▶ [Your instructions]: Report each line of the records below that holds the word "Unsupported".

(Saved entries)

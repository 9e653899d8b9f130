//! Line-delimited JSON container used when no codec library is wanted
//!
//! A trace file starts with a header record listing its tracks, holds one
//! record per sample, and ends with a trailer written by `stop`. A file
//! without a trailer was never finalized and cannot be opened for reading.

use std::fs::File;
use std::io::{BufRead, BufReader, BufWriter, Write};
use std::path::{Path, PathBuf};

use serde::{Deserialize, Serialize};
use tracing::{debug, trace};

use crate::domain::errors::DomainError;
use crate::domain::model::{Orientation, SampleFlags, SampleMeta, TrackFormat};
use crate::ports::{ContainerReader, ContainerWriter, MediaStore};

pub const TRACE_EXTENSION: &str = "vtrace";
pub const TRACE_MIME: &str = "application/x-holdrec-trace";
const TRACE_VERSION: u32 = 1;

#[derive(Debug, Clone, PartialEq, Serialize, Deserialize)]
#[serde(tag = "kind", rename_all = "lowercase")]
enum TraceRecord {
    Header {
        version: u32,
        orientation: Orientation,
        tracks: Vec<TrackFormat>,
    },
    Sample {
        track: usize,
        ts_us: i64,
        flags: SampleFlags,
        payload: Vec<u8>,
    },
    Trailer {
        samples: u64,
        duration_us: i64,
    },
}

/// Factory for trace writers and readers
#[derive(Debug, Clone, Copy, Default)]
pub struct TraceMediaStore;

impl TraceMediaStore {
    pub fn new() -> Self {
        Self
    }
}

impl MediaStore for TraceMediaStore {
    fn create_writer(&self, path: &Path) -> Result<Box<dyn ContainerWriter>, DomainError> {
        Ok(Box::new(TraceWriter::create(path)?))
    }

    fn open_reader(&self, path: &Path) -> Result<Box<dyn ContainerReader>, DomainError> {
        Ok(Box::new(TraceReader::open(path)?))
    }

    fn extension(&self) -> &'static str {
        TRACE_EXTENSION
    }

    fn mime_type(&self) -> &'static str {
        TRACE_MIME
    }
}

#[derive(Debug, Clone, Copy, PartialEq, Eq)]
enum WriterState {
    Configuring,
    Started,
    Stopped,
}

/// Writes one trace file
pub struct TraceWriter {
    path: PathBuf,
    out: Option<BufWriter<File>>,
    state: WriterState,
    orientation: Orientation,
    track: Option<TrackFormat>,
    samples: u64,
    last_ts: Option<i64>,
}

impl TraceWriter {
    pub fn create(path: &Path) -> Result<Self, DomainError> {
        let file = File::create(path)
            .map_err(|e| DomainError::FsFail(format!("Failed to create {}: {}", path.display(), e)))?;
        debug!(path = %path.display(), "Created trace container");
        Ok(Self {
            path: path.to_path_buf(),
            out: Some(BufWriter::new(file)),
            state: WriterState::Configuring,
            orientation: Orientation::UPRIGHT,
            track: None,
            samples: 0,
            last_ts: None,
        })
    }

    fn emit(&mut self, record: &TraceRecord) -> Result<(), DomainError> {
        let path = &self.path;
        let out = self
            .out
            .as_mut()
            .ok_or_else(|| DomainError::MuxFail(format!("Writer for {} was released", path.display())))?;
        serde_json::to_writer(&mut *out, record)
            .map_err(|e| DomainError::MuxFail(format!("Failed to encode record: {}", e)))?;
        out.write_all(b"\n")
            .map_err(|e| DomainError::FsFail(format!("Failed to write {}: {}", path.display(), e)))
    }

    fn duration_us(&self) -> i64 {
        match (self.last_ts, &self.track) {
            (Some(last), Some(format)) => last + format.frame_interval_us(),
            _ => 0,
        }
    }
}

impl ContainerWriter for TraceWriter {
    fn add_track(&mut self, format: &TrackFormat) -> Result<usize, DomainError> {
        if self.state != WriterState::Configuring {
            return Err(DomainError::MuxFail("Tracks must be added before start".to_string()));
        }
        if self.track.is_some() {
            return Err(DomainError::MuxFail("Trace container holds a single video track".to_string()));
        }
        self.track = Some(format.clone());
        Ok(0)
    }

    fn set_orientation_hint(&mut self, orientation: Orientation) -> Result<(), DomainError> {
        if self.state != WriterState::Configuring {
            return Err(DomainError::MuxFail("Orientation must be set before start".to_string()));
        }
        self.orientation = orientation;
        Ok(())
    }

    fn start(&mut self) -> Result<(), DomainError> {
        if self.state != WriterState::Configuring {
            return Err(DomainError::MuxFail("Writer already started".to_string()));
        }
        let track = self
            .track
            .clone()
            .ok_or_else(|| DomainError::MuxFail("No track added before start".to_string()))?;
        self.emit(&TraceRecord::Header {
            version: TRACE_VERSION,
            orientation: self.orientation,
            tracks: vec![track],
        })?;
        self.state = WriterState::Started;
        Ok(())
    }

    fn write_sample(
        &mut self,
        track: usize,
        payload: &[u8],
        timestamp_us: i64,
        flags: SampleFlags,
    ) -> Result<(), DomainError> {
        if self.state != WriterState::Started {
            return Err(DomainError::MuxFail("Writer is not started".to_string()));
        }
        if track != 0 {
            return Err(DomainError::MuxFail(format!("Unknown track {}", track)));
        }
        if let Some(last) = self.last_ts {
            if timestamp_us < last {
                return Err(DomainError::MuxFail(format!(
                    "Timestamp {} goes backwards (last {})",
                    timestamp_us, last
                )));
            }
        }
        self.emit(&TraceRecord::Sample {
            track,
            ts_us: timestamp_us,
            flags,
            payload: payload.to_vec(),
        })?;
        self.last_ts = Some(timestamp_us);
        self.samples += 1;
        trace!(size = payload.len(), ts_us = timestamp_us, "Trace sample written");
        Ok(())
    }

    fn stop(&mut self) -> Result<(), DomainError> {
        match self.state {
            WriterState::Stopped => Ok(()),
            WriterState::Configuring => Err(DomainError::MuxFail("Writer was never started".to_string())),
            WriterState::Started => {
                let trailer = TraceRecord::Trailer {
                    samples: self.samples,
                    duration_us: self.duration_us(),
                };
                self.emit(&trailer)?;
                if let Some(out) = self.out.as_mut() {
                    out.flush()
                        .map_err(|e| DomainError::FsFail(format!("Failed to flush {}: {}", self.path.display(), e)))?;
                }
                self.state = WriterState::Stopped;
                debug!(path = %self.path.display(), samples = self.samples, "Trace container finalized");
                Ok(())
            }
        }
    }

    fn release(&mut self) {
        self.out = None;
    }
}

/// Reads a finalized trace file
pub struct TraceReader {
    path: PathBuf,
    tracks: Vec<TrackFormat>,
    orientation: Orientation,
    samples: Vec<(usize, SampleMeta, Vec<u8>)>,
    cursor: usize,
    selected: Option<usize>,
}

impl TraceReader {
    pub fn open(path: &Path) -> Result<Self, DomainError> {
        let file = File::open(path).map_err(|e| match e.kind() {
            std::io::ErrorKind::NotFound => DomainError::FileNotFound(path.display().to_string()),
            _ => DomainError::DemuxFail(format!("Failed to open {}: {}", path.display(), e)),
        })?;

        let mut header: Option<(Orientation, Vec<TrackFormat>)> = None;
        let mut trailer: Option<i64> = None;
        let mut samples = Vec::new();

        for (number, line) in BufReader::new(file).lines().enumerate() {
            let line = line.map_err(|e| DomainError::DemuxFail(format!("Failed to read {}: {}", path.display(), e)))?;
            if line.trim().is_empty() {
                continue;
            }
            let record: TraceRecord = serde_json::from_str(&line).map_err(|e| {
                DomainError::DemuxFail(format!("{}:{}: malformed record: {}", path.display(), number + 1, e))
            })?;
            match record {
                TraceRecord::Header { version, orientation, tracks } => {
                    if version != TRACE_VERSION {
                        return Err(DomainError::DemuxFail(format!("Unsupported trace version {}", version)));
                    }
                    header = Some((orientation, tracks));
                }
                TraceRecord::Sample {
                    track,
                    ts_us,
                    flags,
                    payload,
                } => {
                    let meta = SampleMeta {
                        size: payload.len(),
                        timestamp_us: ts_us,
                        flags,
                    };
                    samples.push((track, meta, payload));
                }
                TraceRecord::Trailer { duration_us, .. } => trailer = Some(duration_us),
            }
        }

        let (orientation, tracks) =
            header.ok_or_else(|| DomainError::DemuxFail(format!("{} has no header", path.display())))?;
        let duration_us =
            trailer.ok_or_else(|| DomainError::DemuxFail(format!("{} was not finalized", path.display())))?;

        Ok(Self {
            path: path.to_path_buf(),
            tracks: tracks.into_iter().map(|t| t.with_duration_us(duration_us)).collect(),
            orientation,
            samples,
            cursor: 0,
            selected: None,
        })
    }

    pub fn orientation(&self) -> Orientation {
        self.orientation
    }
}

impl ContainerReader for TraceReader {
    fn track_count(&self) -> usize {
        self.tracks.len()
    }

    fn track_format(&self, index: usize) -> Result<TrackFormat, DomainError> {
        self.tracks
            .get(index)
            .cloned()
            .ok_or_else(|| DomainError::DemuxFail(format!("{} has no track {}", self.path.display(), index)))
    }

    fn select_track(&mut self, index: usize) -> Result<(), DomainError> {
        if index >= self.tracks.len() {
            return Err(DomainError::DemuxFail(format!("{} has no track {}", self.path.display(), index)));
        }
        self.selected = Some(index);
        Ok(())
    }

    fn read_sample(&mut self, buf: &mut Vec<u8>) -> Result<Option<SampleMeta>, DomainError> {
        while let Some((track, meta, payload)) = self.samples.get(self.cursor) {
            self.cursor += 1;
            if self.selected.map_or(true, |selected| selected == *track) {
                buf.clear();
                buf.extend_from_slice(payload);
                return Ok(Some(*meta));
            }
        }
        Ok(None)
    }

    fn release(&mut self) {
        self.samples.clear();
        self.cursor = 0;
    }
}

...

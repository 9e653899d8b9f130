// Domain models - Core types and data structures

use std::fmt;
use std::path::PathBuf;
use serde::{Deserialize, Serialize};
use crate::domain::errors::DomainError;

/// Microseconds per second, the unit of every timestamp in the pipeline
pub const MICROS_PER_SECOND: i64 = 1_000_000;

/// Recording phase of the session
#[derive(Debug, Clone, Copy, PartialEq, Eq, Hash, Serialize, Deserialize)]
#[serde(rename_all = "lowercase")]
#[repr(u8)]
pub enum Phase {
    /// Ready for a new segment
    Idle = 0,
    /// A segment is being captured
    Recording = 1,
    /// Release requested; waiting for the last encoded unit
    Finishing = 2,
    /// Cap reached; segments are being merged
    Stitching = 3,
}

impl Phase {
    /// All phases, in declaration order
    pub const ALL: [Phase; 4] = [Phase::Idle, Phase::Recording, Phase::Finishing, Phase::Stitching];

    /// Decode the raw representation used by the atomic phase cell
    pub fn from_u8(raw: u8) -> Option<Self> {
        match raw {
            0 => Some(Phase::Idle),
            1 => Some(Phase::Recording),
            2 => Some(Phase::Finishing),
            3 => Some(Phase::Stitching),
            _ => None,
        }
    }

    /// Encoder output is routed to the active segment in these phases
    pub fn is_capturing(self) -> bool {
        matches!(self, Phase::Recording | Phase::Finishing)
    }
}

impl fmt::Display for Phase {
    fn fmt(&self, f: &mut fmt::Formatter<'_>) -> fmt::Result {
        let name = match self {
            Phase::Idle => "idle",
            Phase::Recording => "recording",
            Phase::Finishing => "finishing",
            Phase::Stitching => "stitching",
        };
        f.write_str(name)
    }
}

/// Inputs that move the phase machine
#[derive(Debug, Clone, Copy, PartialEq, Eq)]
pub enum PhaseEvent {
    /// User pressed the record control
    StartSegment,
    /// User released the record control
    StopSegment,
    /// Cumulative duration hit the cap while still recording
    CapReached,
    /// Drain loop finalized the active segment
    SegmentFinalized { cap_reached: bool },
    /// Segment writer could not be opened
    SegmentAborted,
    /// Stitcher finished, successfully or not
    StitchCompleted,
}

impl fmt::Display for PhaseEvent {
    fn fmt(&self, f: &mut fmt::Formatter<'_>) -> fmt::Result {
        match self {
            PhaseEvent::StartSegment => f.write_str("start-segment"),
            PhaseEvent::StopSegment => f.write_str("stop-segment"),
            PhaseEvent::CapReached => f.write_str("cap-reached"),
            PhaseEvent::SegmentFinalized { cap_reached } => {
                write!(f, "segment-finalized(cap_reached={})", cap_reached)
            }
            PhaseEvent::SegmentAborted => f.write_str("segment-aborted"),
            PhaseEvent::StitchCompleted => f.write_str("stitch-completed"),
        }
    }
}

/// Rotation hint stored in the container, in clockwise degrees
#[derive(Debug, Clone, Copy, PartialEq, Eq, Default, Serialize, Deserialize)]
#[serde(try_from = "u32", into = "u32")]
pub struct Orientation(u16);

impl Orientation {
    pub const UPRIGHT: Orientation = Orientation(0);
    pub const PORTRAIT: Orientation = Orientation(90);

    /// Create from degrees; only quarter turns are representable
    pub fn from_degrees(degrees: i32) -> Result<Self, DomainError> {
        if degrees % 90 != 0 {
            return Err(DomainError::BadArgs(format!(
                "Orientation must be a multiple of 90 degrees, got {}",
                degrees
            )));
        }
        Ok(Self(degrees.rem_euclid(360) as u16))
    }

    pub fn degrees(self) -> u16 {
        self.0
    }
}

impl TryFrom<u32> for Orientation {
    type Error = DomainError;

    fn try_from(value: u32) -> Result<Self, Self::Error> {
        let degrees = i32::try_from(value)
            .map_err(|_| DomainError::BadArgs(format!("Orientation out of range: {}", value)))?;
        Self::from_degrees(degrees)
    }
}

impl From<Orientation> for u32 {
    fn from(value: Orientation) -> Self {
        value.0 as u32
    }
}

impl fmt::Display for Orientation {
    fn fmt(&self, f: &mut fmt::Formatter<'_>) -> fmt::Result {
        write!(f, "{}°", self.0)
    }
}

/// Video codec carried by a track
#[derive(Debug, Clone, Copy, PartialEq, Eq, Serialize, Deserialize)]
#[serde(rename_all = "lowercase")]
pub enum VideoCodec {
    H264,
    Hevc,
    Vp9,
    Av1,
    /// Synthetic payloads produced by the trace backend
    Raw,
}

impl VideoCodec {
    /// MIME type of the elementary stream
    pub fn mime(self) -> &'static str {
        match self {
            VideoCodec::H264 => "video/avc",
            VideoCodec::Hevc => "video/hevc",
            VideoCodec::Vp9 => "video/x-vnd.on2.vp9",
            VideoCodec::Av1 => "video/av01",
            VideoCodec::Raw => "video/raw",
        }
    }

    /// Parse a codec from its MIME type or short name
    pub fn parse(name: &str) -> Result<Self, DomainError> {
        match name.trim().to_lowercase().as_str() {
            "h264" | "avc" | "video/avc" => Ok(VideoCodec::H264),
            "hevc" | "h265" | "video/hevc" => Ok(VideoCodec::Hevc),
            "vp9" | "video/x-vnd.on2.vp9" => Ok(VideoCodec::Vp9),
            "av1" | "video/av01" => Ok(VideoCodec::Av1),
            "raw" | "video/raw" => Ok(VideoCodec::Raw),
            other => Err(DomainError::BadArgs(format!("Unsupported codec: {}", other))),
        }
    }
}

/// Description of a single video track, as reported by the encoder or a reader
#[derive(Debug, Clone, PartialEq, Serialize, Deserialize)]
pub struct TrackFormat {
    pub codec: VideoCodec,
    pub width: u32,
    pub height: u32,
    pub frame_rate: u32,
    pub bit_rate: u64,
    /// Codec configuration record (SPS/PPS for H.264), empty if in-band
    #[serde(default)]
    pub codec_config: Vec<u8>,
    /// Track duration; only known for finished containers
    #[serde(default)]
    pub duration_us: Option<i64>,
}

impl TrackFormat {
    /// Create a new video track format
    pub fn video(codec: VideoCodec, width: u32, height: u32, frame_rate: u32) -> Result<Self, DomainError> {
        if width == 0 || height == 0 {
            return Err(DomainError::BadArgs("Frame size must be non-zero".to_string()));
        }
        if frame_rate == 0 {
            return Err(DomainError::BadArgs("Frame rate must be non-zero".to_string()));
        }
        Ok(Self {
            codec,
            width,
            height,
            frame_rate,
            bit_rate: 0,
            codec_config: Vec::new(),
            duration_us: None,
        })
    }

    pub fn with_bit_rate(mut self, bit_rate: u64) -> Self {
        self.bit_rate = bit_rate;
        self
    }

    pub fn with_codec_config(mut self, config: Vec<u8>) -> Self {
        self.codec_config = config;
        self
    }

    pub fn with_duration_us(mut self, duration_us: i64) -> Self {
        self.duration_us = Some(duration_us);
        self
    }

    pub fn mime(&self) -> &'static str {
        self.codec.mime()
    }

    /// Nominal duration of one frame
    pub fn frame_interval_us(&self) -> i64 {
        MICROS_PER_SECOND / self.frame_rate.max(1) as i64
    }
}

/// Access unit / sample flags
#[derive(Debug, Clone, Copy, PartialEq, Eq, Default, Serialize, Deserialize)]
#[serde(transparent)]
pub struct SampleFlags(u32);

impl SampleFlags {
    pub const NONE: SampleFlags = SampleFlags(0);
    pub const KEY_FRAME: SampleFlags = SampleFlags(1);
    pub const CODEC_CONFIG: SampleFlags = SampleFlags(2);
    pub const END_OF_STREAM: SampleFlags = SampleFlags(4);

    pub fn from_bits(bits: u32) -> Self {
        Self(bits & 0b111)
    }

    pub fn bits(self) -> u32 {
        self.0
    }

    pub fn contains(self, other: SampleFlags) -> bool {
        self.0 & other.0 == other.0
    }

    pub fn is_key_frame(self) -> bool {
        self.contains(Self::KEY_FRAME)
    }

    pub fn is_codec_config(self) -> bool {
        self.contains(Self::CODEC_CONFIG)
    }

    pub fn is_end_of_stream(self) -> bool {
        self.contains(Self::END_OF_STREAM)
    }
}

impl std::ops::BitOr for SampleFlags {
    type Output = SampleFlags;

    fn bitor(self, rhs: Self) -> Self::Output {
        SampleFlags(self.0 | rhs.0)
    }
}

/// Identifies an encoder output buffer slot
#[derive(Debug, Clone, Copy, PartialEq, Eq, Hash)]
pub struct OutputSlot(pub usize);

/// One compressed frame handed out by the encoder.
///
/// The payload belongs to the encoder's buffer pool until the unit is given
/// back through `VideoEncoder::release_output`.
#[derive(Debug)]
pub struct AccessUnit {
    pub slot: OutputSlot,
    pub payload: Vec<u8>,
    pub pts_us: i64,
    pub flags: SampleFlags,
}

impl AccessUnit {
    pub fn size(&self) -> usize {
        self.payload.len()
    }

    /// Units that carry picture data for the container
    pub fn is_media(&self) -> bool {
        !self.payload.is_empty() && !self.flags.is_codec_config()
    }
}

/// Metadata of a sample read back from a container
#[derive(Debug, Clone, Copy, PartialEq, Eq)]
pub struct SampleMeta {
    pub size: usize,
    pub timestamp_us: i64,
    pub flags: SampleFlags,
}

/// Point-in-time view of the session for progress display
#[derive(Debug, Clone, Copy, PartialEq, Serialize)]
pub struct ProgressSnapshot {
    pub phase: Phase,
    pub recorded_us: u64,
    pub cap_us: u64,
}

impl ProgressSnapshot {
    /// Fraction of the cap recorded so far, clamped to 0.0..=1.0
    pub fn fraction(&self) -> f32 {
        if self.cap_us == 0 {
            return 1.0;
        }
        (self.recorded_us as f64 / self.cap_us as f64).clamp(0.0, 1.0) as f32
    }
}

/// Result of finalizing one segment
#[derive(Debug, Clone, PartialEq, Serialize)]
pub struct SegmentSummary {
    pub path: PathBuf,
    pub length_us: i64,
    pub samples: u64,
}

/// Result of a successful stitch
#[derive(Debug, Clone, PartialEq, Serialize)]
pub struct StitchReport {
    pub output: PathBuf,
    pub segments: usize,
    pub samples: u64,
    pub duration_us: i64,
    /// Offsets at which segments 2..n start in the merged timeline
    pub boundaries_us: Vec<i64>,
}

▶ [Expected output]:
                        return Err(DomainError::DemuxFail(format!("Unsupported trace version {}", version)));
            other => Err(DomainError::BadArgs(format!("Unsupported codec: {}", other))),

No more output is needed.